The Wall Street Journal ran an article last week about why it's a 'BAD IDEA' to tax wealthier folks at a higher rate.

A former economic forecaster for California, said that the state was overdependent on its wealthier citizens. Upon encountering a group protesting state spending cuts whose signs said "We Love Jobs!", this forecaster thinks THEY are missing the real problem. California, he says, depends upon the top 1% of 'earners' (important choice of words on his part, don't you think?) for almost half of its income tax revenue. That's the guys making more than $490,000 per year.

But do you know why this forecaster thinks that's a PROBLEM???? It's because theses unfortunate 'earners' have "especially volatile incomes." They are the state's most unstable income group, according to this financial wiz. (Such a sad story, isn't it????)
He further 'justifies' his argument by stating that New York, New Jersey, Connecticut and Illinois being the states most heavily reliant on taxes from the rich are now among those with the biggest budget holes.

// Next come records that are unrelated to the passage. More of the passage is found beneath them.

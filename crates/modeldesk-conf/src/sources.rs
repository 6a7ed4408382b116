//! Configuration sources for the layered settings
//!
//! Sources are merged in priority order (environment variables > TOML file >
//! defaults). Each one yields a flat map of top-level keys.

use serde_json::{Map, Value};
use std::collections::HashMap;
use std::fs;
use std::path::{Path, PathBuf};

/// Flat key/value map produced by a source
pub type SourceMap = Map<String, Value>;

/// Trait for configuration sources
pub trait ConfigSource: Send + Sync {
	/// Load configuration from this source
	fn load(&self) -> Result<SourceMap, SourceError>;

	/// Priority of this source (higher wins)
	fn priority(&self) -> u8;

	fn description(&self) -> String;
}

/// Error type for configuration sources
#[non_exhaustive]
#[derive(Debug, thiserror::Error)]
pub enum SourceError {
	#[error("Failed to read {path}: {source}")]
	Io {
		path: PathBuf,
		#[source]
		source: std::io::Error,
	},

	#[error("TOML error: {0}")]
	Toml(#[from] toml::de::Error),

	#[error("JSON error: {0}")]
	Json(#[from] serde_json::Error),

	#[error("Parse error: {0}")]
	Parse(String),
}

/// Environment variable configuration source
///
/// Only variables starting with the prefix are read; the prefix is stripped
/// and the rest lowercased, so `MODELDESK_API_BASE_URL` becomes
/// `api_base_url`. Values stay strings; empty ones are skipped.
pub struct EnvSource {
	prefix: String,
	vars: Option<HashMap<String, String>>,
}

impl EnvSource {
	/// Read the process environment
	///
	/// # Examples
	///
	/// ```
	/// use modeldesk_conf::EnvSource;
	///
	/// let source = EnvSource::new().with_prefix("APP_");
	/// ```
	pub fn new() -> Self {
		Self {
			prefix: crate::settings::ENV_PREFIX.to_string(),
			vars: None,
		}
	}

	/// Read a fixed set of variables instead of the process environment
	pub fn from_vars(vars: HashMap<String, String>) -> Self {
		Self {
			vars: Some(vars),
			..Self::new()
		}
	}

	pub fn with_prefix(mut self, prefix: impl Into<String>) -> Self {
		self.prefix = prefix.into();
		self
	}

	fn collect(&self) -> Vec<(String, String)> {
		match &self.vars {
			Some(vars) => vars.iter().map(|(k, v)| (k.clone(), v.clone())).collect(),
			None => std::env::vars().collect(),
		}
	}
}

impl Default for EnvSource {
	fn default() -> Self {
		Self::new()
	}
}

impl ConfigSource for EnvSource {
	fn load(&self) -> Result<SourceMap, SourceError> {
		let mut config = SourceMap::new();

		for (key, value) in self.collect() {
			let Some(clean_key) = key.strip_prefix(&self.prefix) else {
				continue;
			};
			if clean_key.is_empty() || value.trim().is_empty() {
				continue;
			}
			config.insert(clean_key.to_lowercase(), Value::String(value.trim().to_string()));
		}

		Ok(config)
	}

	fn priority(&self) -> u8 {
		100
	}

	fn description(&self) -> String {
		format!("Environment variables (prefix: {})", self.prefix)
	}
}

/// TOML file configuration source
pub struct TomlFileSource {
	path: PathBuf,
	required: bool,
}

impl TomlFileSource {
	/// An optional file: a missing path yields no values
	///
	/// # Examples
	///
	/// ```
	/// use modeldesk_conf::TomlFileSource;
	///
	/// let source = TomlFileSource::new("modeldesk.toml");
	/// ```
	pub fn new(path: impl Into<PathBuf>) -> Self {
		Self {
			path: path.into(),
			required: false,
		}
	}

	/// A file that must exist
	pub fn required(path: impl Into<PathBuf>) -> Self {
		Self {
			path: path.into(),
			required: true,
		}
	}

	pub fn path(&self) -> &Path {
		&self.path
	}
}

impl ConfigSource for TomlFileSource {
	fn load(&self) -> Result<SourceMap, SourceError> {
		if !self.required && !self.path.exists() {
			tracing::debug!(path = %self.path.display(), "settings file not found, skipped");
			return Ok(SourceMap::new());
		}

		let content = fs::read_to_string(&self.path).map_err(|source| SourceError::Io {
			path: self.path.clone(),
			source,
		})?;
		let toml_value: toml::Value = toml::from_str(&content)?;

		match serde_json::to_value(toml_value)? {
			Value::Object(map) => Ok(map),
			_ => Err(SourceError::Parse("Expected a table at root".to_string())),
		}
	}

	fn priority(&self) -> u8 {
		50
	}

	fn description(&self) -> String {
		format!("TOML file: {}", self.path.display())
	}
}

/// Default values configuration source
#[derive(Default)]
pub struct DefaultSource {
	values: SourceMap,
}

impl DefaultSource {
	pub fn new() -> Self {
		Self::default()
	}

	/// Defaults taken from a serializable value, usually `T::default()`
	pub fn from_serialize<T: serde::Serialize>(value: &T) -> Result<Self, SourceError> {
		match serde_json::to_value(value)? {
			Value::Object(values) => Ok(Self { values }),
			_ => Err(SourceError::Parse("Defaults must serialize to a map".to_string())),
		}
	}

	pub fn with_value(mut self, key: impl Into<String>, value: Value) -> Self {
		self.values.insert(key.into(), value);
		self
	}
}

impl ConfigSource for DefaultSource {
	fn load(&self) -> Result<SourceMap, SourceError> {
		Ok(self.values.clone())
	}

	fn priority(&self) -> u8 {
		0
	}

	fn description(&self) -> String {
		"Default values".to_string()
	}
}
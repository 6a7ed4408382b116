//! Schema model for server-declared models
//!
//! A [`SchemaView`] is the complete per-model contract: the ordered field
//! [`Schema`]s plus the derived sort fields, filter [`Condition`]s and the
//! create/edit [`AccessPolicy`] objects.

use serde::{Deserialize, Deserializer, Serialize};
use std::fmt;

/// A single row of a model: field name to raw value.
pub type Item = serde_json::Map<String, serde_json::Value>;

/// Extracts the numeric `id` of an item, accepting numeric strings.
pub fn item_id(item: &Item) -> Option<u64> {
	match item.get("id")? {
		serde_json::Value::Number(n) => n.as_u64(),
		serde_json::Value::String(s) => s.trim().parse().ok(),
		_ => None,
	}
}

fn null_as_default<'de, D, T>(deserializer: D) -> Result<T, D::Error>
where
	D: Deserializer<'de>,
	T: Default + Deserialize<'de>,
{
	Option::<T>::deserialize(deserializer).map(Option::unwrap_or_default)
}

fn default_span() -> u8 {
	1
}

/// Field category
///
/// Closed set of rendering/editing strategies. Every dispatch over this enum
/// is an exhaustive `match`, so adding a variant fails to compile until each
/// renderer and form-control site handles it.
///
/// Unknown wire names fall back to [`Category::String`].
#[derive(Debug, Clone, Copy, PartialEq, Eq, Hash, Default, Serialize, Deserialize)]
#[serde(from = "String", into = "String")]
pub enum Category {
	/// Plain text
	#[default]
	String,
	/// Numeric value
	Number,
	/// True/false flag
	Boolean,
	/// Byte count shown with decimal units
	Bytes,
	/// Byte count shown with binary units
	ByteSize,
	/// 0/1 active badge
	Status,
	/// success/fail badge
	Result,
	/// List of tags
	Strings,
	/// Timestamp
	Date,
	/// Structured JSON document
	Json,
	/// Source code or other preformatted text
	Code,
	/// Layout-only spacer, carries no data
	Placeholder,
}

impl Category {
	/// Every category, in declaration order
	pub const ALL: [Category; 12] = [
		Category::String,
		Category::Number,
		Category::Boolean,
		Category::Bytes,
		Category::ByteSize,
		Category::Status,
		Category::Result,
		Category::Strings,
		Category::Date,
		Category::Json,
		Category::Code,
		Category::Placeholder,
	];

	/// Wire name of this category
	pub fn as_str(&self) -> &'static str {
		match self {
			Category::String => "string",
			Category::Number => "number",
			Category::Boolean => "boolean",
			Category::Bytes => "bytes",
			Category::ByteSize => "byte_size",
			Category::Status => "status",
			Category::Result => "result",
			Category::Strings => "strings",
			Category::Date => "date",
			Category::Json => "json",
			Category::Code => "code",
			Category::Placeholder => "placeholder",
		}
	}

	/// Parses a wire name, returning `None` for unknown names
	pub fn parse(name: &str) -> Option<Self> {
		Self::ALL.into_iter().find(|c| c.as_str() == name)
	}
}

impl From<String> for Category {
	fn from(name: String) -> Self {
		Self::parse(&name).unwrap_or_else(|| {
			tracing::warn!(category = %name, "unknown field category, rendering as string");
			Category::String
		})
	}
}

impl From<Category> for String {
	fn from(category: Category) -> Self {
		category.as_str().to_string()
	}
}

impl fmt::Display for Category {
	fn fmt(&self, f: &mut fmt::Formatter<'_>) -> fmt::Result {
		f.write_str(self.as_str())
	}
}

/// One entry of an enumerated choice list
#[derive(Debug, Clone, PartialEq, Eq, Serialize, Deserialize)]
pub struct SelectOption {
	/// Display text
	pub label: String,
	/// Submitted value
	pub value: String,
}

impl SelectOption {
	/// Create a new option
	pub fn new(label: impl Into<String>, value: impl Into<String>) -> Self {
		Self {
			label: label.into(),
			value: value.into(),
		}
	}
}

/// Per-field metadata of a model
#[derive(Debug, Clone, PartialEq, Serialize, Deserialize)]
pub struct Schema {
	/// Field identifier, unique within the model
	pub name: String,
	/// Display override for the field name
	#[serde(default, skip_serializing_if = "Option::is_none")]
	pub label: Option<String>,
	#[serde(default)]
	pub category: Category,
	/// Not editable once the record exists
	#[serde(default)]
	pub read_only: bool,
	/// Filled by the server; excluded from create forms and payloads
	#[serde(default)]
	pub auto_create: bool,
	#[serde(default)]
	pub required: bool,
	/// Participates in the composite display key
	#[serde(default)]
	pub identity: bool,
	/// Pinned column
	#[serde(default)]
	pub fixed: bool,
	#[serde(default)]
	pub options: Option<Vec<SelectOption>>,
	/// Excluded from display entirely
	#[serde(default)]
	pub hidden: bool,
	#[serde(default)]
	pub sortable: bool,
	#[serde(default)]
	pub filterable: bool,
	/// Large values collapse behind a popover
	#[serde(default)]
	pub popover: bool,
	/// Form grid width (1-4)
	#[serde(default = "default_span")]
	pub span: u8,
	#[serde(default)]
	pub default_value: Option<serde_json::Value>,
	/// Values rendered as blank
	#[serde(default, deserialize_with = "null_as_default")]
	pub hidden_values: Vec<String>,
	/// Truncation threshold in characters
	#[serde(default, skip_serializing_if = "Option::is_none")]
	pub max_width: Option<usize>,
}

impl Schema {
	/// Create a schema with every flag cleared
	pub fn new(name: impl Into<String>, category: Category) -> Self {
		Self {
			name: name.into(),
			label: None,
			category,
			read_only: false,
			auto_create: false,
			required: false,
			identity: false,
			fixed: false,
			options: None,
			hidden: false,
			sortable: false,
			filterable: false,
			popover: false,
			span: default_span(),
			default_value: None,
			hidden_values: Vec::new(),
			max_width: None,
		}
	}

	/// Display title: the label when present, the name otherwise
	pub fn title(&self) -> &str {
		self.label.as_deref().unwrap_or(&self.name)
	}

	/// Form grid width clamped to 1-4
	pub fn span(&self) -> u8 {
		self.span.clamp(1, 4)
	}

	pub fn with_label(mut self, label: impl Into<String>) -> Self {
		self.label = Some(label.into());
		self
	}

	pub fn read_only(mut self) -> Self {
		self.read_only = true;
		self
	}

	pub fn auto_create(mut self) -> Self {
		self.auto_create = true;
		self
	}

	pub fn required(mut self) -> Self {
		self.required = true;
		self
	}

	pub fn identity(mut self) -> Self {
		self.identity = true;
		self
	}

	pub fn fixed(mut self) -> Self {
		self.fixed = true;
		self
	}

	pub fn hidden(mut self) -> Self {
		self.hidden = true;
		self
	}

	pub fn sortable(mut self) -> Self {
		self.sortable = true;
		self
	}

	pub fn filterable(mut self) -> Self {
		self.filterable = true;
		self
	}

	pub fn popover(mut self) -> Self {
		self.popover = true;
		self
	}

	pub fn with_options(mut self, options: Vec<SelectOption>) -> Self {
		self.options = Some(options);
		self
	}

	pub fn with_span(mut self, span: u8) -> Self {
		self.span = span;
		self
	}

	pub fn with_default(mut self, value: serde_json::Value) -> Self {
		self.default_value = Some(value);
		self
	}

	pub fn with_hidden_values(mut self, values: Vec<String>) -> Self {
		self.hidden_values = values;
		self
	}

	pub fn with_max_width(mut self, width: usize) -> Self {
		self.max_width = Some(width);
		self
	}
}

/// Kind of filter control
#[derive(Debug, Clone, Copy, PartialEq, Eq, Serialize, Deserialize)]
#[serde(rename_all = "lowercase")]
pub enum ConditionCategory {
	/// Free text input
	Input,
	/// Date range picker
	Date,
	/// Dropdown over the schema options
	Select,
}

/// Filter control derived from a filterable schema
#[derive(Debug, Clone, PartialEq, Serialize, Deserialize)]
pub struct Condition {
	/// Name of the filtered field
	pub name: String,
	#[serde(default, skip_serializing_if = "Option::is_none")]
	pub label: Option<String>,
	pub category: ConditionCategory,
	#[serde(default, deserialize_with = "null_as_default")]
	pub options: Vec<SelectOption>,
	#[serde(default, skip_serializing_if = "Option::is_none")]
	pub default_value: Option<serde_json::Value>,
}

/// Role/group based authorization policy
#[derive(Debug, Clone, Default, PartialEq, Eq, Serialize, Deserialize)]
pub struct AccessPolicy {
	#[serde(default)]
	pub disabled: bool,
	/// Allowed roles; `"*"` admits any authenticated user
	#[serde(default, deserialize_with = "null_as_default")]
	pub roles: Vec<String>,
	#[serde(default, deserialize_with = "null_as_default")]
	pub groups: Vec<String>,
}

impl AccessPolicy {
	/// Wildcard role granting access to any authenticated user
	pub const ANY: &'static str = "*";

	/// Create an enabled policy
	pub fn new<R, G>(roles: R, groups: G) -> Self
	where
		R: IntoIterator,
		R::Item: Into<String>,
		G: IntoIterator,
		G::Item: Into<String>,
	{
		Self {
			disabled: false,
			roles: roles.into_iter().map(Into::into).collect(),
			groups: groups.into_iter().map(Into::into).collect(),
		}
	}
}

/// Complete per-model contract served by `/models/schema`
#[derive(Debug, Clone, Default, PartialEq, Serialize, Deserialize)]
pub struct SchemaView {
	#[serde(default, deserialize_with = "null_as_default")]
	pub schemas: Vec<Schema>,
	/// Derived client-side; any server value is overwritten
	#[serde(default, deserialize_with = "null_as_default")]
	pub conditions: Vec<Condition>,
	/// Derived client-side; any server value is overwritten
	#[serde(default, deserialize_with = "null_as_default")]
	pub sort_fields: Vec<String>,
	#[serde(default)]
	pub allow_create: Option<AccessPolicy>,
	#[serde(default)]
	pub allow_edit: Option<AccessPolicy>,
}

impl SchemaView {
	/// Create a view from field schemas, without derived data or policies
	pub fn new(schemas: Vec<Schema>) -> Self {
		Self {
			schemas,
			..Default::default()
		}
	}

	/// Look up a field schema by name
	pub fn schema(&self, name: &str) -> Option<&Schema> {
		self.schemas.iter().find(|s| s.name == name)
	}
}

The top federal tax rate—which applies to joint filers reporting $379,000 in taxable income—is still twice as high as the rate for joint filers reporting income of $69,000 or less. But alas, as they've grown, the incomes of the wealthy have become more unstable. That unconscionable growth of income, read GREED, is how we got into this economic mess in the first place. Between 2007 and 2008, the incomes of the top-earning 1% fell 16%, compared to a decline of 4% for U.S. earners as a whole. But they didn't tell us about the rise on the other side of the 'mountain.' As they've grown, the incomes of the wealthy have become more unstable. (I think I'm gonna cry!) Because today's highest salaries are usually linked to financial markets—through stock-based pay or investments—they are more prone to sudden shocks. Again, I think our problem here is obvious and this 'street' dog is barking up the wrong tree.

Many republicans advocate a flat tax in California to reduce volatility and keep high-earners from leaving the state. Instead of a steeply disproportionate income tax rate, a flatter, broader tax rate would help stabilize the most volatile of California's revenues, they say. The other camp says, and I think rightly, that the volatility problem can be solved by making sure citizens are fully employed and decently paid. Progressive tax systems are the best way to equalize the rising riches at the top and rising poverty at the bottom. Flattening the tax system only adds to income inequality.

So in short, the Wall Streeters and conservatives would prefer a different system. . . tax the poor people whose incomes (if they have incomes) are not as 'volatile' as the rich people and, VOILA!!! Problem solved.

Is it me or is something wrong with that picture??????????